April 17, 2002 |
2002-R-0414 | |
SECTION 8 PROGRAM | ||
By: John G. Rappa, Principal Analyst | ||
You asked us to summarize the history of the federal and state Section 8 rent subsidy program, explain how it works, and determine how many Connecticut households it assists and its cost. You also wanted to know if the law limits how long households could receive subsidies.
SUMMARY
Section 8 is the federal rent subsidy program, which is administered mostly by public housing authorities (PHAs) and, in Connecticut, by the Department of Social Services (DSS). DSS also administers the state's version of Section 8, the Rental Assistance Program. Attachment 1 discusses that program's history and funding level (2002-R-0007).
Congress created the Section 8 program in 1974 to subsidize rents in privately owned housing for low-income households. The program's four basic elements have remained unchanged:
1. households qualify for subsidies if their income, adjusted for family size, is at or below a specified percentage (currently 50%) of the median income of the area in which they live;
2. the federal government determines the reasonable rent level for a geographic area and physical standards for subsidized units based on regulatory criteria;
3. households contribute a portion of their income (usually 30%) for units that rent at or below that level; and
4. the subsidy pays the difference between the household's contribution and the rent.

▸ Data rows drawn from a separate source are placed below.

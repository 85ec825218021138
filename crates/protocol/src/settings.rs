use anyhow::{Context, Result};
use serde::{Deserialize, Serialize};
use std::path::Path;
use std::time::Duration;

pub const DEFAULT_SETTINGS_FILE: &str = "depwarden.toml";

const DEFAULT_THREADS: usize = 10;
const MAX_THREADS: usize = 100;

/// Tunables read from `depwarden.toml`.
#[derive(Debug, Clone, PartialEq, Eq, Serialize, Deserialize)]
#[serde(default, deny_unknown_fields)]
pub struct Settings {
    pub threads: usize,
    pub head_timeout_secs: u64,
    pub get_timeout_secs: u64,
    /// Re-sends of a request after a 5xx or network error.
    pub retries: u32,
    pub scan_poll_interval_ms: u64,
    pub scan_max_polls: u32,
}

impl Default for Settings {
    fn default() -> Self {
        Self {
            threads: DEFAULT_THREADS,
            head_timeout_secs: 10,
            get_timeout_secs: 60,
            retries: 3,
            scan_poll_interval_ms: 1_000,
            scan_max_polls: 600,
        }
    }
}

impl Settings {
    /// Loads an explicit settings file, or `depwarden.toml` in the current
    /// directory when present. Missing default file means defaults.
    pub fn load(explicit: Option<&Path>) -> Result<Self> {
        let settings = match explicit {
            Some(path) => Self::from_file(path)?,
            None => {
                let default_path = Path::new(DEFAULT_SETTINGS_FILE);
                if default_path.is_file() {
                    Self::from_file(default_path)?
                } else {
                    Self::default()
                }
            }
        };
        Ok(settings.normalized())
    }

    pub fn from_file(path: &Path) -> Result<Self> {
        let raw = std::fs::read_to_string(path)
            .with_context(|| format!("Failed to read settings {}", path.display()))?;
        Self::parse(&raw).with_context(|| format!("Invalid settings {}", path.display()))
    }

    pub fn parse(raw: &str) -> Result<Self> {
        Ok(toml::from_str::<Settings>(raw)?.normalized())
    }

    fn normalized(mut self) -> Self {
        self.threads = self.threads.clamp(1, MAX_THREADS);
        self.scan_max_polls = self.scan_max_polls.max(1);
        self
    }

    pub fn head_timeout(&self) -> Duration {
        Duration::from_secs(self.head_timeout_secs)
    }

    pub fn get_timeout(&self) -> Duration {
        Duration::from_secs(self.get_timeout_secs)
    }

    pub fn scan_poll_interval(&self) -> Duration {
        Duration::from_millis(self.scan_poll_interval_ms)
    }
}

/// Parses a thread count flag/env value, clamped to `1..=100`.
pub fn parse_threads(raw: Option<&str>, default: usize) -> usize {
    raw.and_then(|raw| raw.trim().parse::<usize>().ok())
        .unwrap_or(default)
        .clamp(1, MAX_THREADS)
}

#[cfg(test)]
mod tests {
    use super::*;
    use pretty_assertions::assert_eq;

    #[test]
    fn partial_file_keeps_defaults() {
        let settings = Settings::parse("threads = 4\nretries = 5\n").expect("parse");
        assert_eq!(
            settings,
            Settings {
                threads: 4,
                retries: 5,
                ..Settings::default()
            }
        );
    }

    #[test]
    fn unknown_keys_are_rejected() {
        assert!(Settings::parse("thread = 4").is_err());
    }

    #[test]
    fn threads_are_clamped() {
        assert_eq!(Settings::parse("threads = 0").expect("parse").threads, 1);
        assert_eq!(parse_threads(Some("1000"), 10), 100);
        assert_eq!(parse_threads(Some("nope"), 10), 10);
        assert_eq!(parse_threads(None, 7), 7);
    }

    #[test]
    fn explicit_missing_file_is_an_error() {
        let dir = tempfile::TempDir::new().expect("tempdir");
        assert!(Settings::load(Some(&dir.path().join("absent.toml"))).is_err());
    }
}
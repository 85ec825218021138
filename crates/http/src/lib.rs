//! Retrying HTTP client shared by the curation, scan and summary crates.

mod client;
mod error;

pub use client::{HttpClient, HttpConfig, HttpResponse};
pub use error::{HttpError, Result};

Congress has not radically changed the program's procedures. Households apply to their local PHA for subsidies and find units on their own. The PHA pays the subsidies directly to landlords if the units meet the program's property maintenance standards. Households keep the subsidies when they move to another unit. Landlords can also apply for subsides for units they rehabilitate and subsequently rent to eligible households. But these subsidies stay with the units after the households move. In both cases, the PHA must annually certify the households' eligibility.
During the 1980s, Congress allowed households to rent units that exceeded the allowable federal level if they were willing to spend more than 30% of their income for rent. But the subsidy continued to pay the difference only between 30% of income and the allowable level. Congress also made it easier for households to keep the subsidies when they move between different PHA jurisdictions. During the 1990s, Congress authorized programs aimed at making households less dependent on public assistance, which presumably included rent subsidies.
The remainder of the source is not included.